The Greatest

I thought today would go very differently, but that's for a different post.

I'm sitting on a platform waiting for a train home.  My training ride hasn't gone to plan.

This morning I was up at 4.30 and getting myself ready for a very long day of training.  Around 5.45 when I was getting my shoes on the BREAKING NEWS flashed up on BBC news: Ali had died. 

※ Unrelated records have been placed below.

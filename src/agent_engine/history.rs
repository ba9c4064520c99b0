use serde::{Deserialize, Serialize};

#[derive(Debug, Clone, Serialize, Deserialize)]
pub struct TranscriptEntry {
    pub ts: i64,
    pub turn: u32,
    pub kind: TranscriptKind,
    pub detail: serde_json::Value,
}

#[derive(Debug, Clone, Copy, PartialEq, Eq, Serialize, Deserialize)]
#[serde(rename_all = "snake_case")]
pub enum TranscriptKind {
    Proposal,
    Authorization,
    Action,
    Report,
    Outcome,
}

/// Ordered record of one run, kept in memory and handed back in the run report.
pub struct RunTranscript {
    pub run_id: String,
    entries: Vec<TranscriptEntry>,
}

impl RunTranscript {
    pub fn new() -> Self {
        Self {
            run_id: uuid::Uuid::new_v4().to_string(),
            entries: Vec::new(),
        }
    }

    pub fn record(&mut self, turn: u32, kind: TranscriptKind, detail: serde_json::Value) {
        self.entries.push(TranscriptEntry {
            ts: chrono::Utc::now().timestamp_millis(),
            turn,
            kind,
            detail,
        });
    }

    pub fn into_entries(self) -> Vec<TranscriptEntry> {
        self.entries
    }
}

impl Default for RunTranscript {
    fn default() -> Self {
        Self::new()
    }
}

#[cfg(test)]
mod tests {
    use super::*;
    use serde_json::json;

    #[test]
    fn entries_come_back_in_recording_order() {
        let mut transcript = RunTranscript::new();
        transcript.record(0, TranscriptKind::Proposal, json!({ "response_id": "resp-1" }));
        transcript.record(0, TranscriptKind::Action, json!({ "action": "click" }));
        transcript.record(1, TranscriptKind::Outcome, json!({ "state": "succeeded" }));

        let entries = transcript.into_entries();
        let order: Vec<_> = entries.iter().map(|e| (e.turn, e.kind)).collect();
        assert_eq!(
            order,
            vec![
                (0, TranscriptKind::Proposal),
                (0, TranscriptKind::Action),
                (1, TranscriptKind::Outcome),
            ]
        );
        assert_eq!(entries[0].detail["response_id"], "resp-1");
        assert!(entries.windows(2).all(|w| w[0].ts <= w[1].ts));
    }

    #[test]
    fn each_transcript_gets_its_own_run_id() {
        let a = RunTranscript::new();
        let b = RunTranscript::default();
        assert!(!a.run_id.is_empty());
        assert_ne!(a.run_id, b.run_id);
    }
}
// Key-name normalisation: the service speaks browser-ish names ("ArrowDown", "CTRL",
// "Return"), the driver wants a small closed set.
use crate::errors::{ChartPilotError, ChartPilotResult};

#[derive(Debug, Clone, Copy, PartialEq, Eq)]
pub enum NamedKey {
    Enter,
    Tab,
    Escape,
    Backspace,
    Delete,
    Space,
    Up,
    Down,
    Left,
    Right,
    Home,
    End,
    PageUp,
    PageDown,
    Control,
    Alt,
    Shift,
    Meta,
    CapsLock,
    F(u8),
}

#[derive(Debug, Clone, Copy, PartialEq, Eq)]
pub enum DriverKey {
    Named(NamedKey),
    Char(char),
}

pub fn parse_key(name: &str) -> ChartPilotResult<DriverKey> {
    let trimmed = name.trim();
    let mut chars = trimmed.chars();
    if let (Some(c), None) = (chars.next(), chars.next()) {
        return Ok(match c {
            ' ' => DriverKey::Named(NamedKey::Space),
            c => DriverKey::Char(c.to_ascii_lowercase()),
        });
    }

    let lower = trimmed.to_ascii_lowercase();
    let named = match lower.as_str() {
        "enter" | "return" => NamedKey::Enter,
        "tab" => NamedKey::Tab,
        "esc" | "escape" => NamedKey::Escape,
        "backspace" => NamedKey::Backspace,
        "delete" | "del" => NamedKey::Delete,
        "space" | "spacebar" => NamedKey::Space,
        "up" | "arrowup" => NamedKey::Up,
        "down" | "arrowdown" => NamedKey::Down,
        "left" | "arrowleft" => NamedKey::Left,
        "right" | "arrowright" => NamedKey::Right,
        "home" => NamedKey::Home,
        "end" => NamedKey::End,
        "pageup" | "page_up" => NamedKey::PageUp,
        "pagedown" | "page_down" => NamedKey::PageDown,
        "ctrl" | "control" => NamedKey::Control,
        "alt" | "option" => NamedKey::Alt,
        "shift" => NamedKey::Shift,
        "win" | "cmd" | "super" | "meta" | "command" => NamedKey::Meta,
        "capslock" => NamedKey::CapsLock,
        "slash" => return Ok(DriverKey::Char('/')),
        "backslash" => return Ok(DriverKey::Char('\\')),
        other => match other.strip_prefix('f').and_then(|n| n.parse::<u8>().ok()) {
            Some(n @ 1..=12) => NamedKey::F(n),
            _ => {
                return Err(ChartPilotError::Dispatch(format!("unsupported key '{name}'")));
            }
        },
    };
    Ok(DriverKey::Named(named))
}

/// Parses a whole chord; fails on the first unknown key so nothing is half-pressed.
pub fn parse_chord(keys: &[String]) -> ChartPilotResult<Vec<DriverKey>> {
    if keys.is_empty() {
        return Err(ChartPilotError::Dispatch("hotkey without keys".into()));
    }
    keys.iter().map(|k| parse_key(k)).collect()
}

In my early 20's when I was doing my BSc, I did boxersize and sparring to keep fit.  I hung around with a number of amature boxes, my co-worker at the bar boxed and kickboxed, my house mate watched the fights and I'd watch Ali's classic fights that Rob had on knacked VHS's.  My student digs wall had a poster of Ali and I read biographies on him.  Around that time Faithless had a track honouring him in the charts which I'd play while writing essays.  He inspired me in sport, in his character and in his life.  He still does. 


In 1999 when there was all the talk of Greatest Sportsman of all time, to me there was only three names; Indurain, Merckx & Ali.  Last month when driving to work, Ali's wife was saying about the London initiative through Ali's foundation to teach and inspire inner London kids to be more physically and politically active, involved and aware and get them to think about what can and want to achieve.  Ali's name still a heavy weight decades after he moved away from the limelight due to his Parkinson's

I don't believe in an afterlife or that there's anything after death but I like the poetic licence, romanticized iconography and fables of encounters with the Reaper.  Ali had Parkinson's, but I like to envisage that when Death came to take him, Ali trash talked him for half an hour and took him to 9 rounds before greeting him like a friend with a Kentucky hug and a knuckle scub on Death's skull.
One of my hero's has gone, but his inspiration hasn't.
No matter what this challenge throws at me, how hard it feels or painfull it gets, like Ali I won't quit.  Ali was the cocksure, overly confident, quick whited loud mouthed extrovert who could make those claims and have the results to show it.   I'm a quieter, more modest introvert who prefers my numbers to quietly impress than shout it out.  But Ali is a true sporting super-nova.  I'd love to be 1/1000th of the sportsman he was. 
Ali wasn't my motivation for picking the NSG charity.  I picked the NSG because Parkinson's and othe neurological disease can potential affect iconic hero's, some close in a family, a middle aged man with a love of cycling or anyone reading this blog.  Today it appears a little prominent.
My humble respect to my inspiration.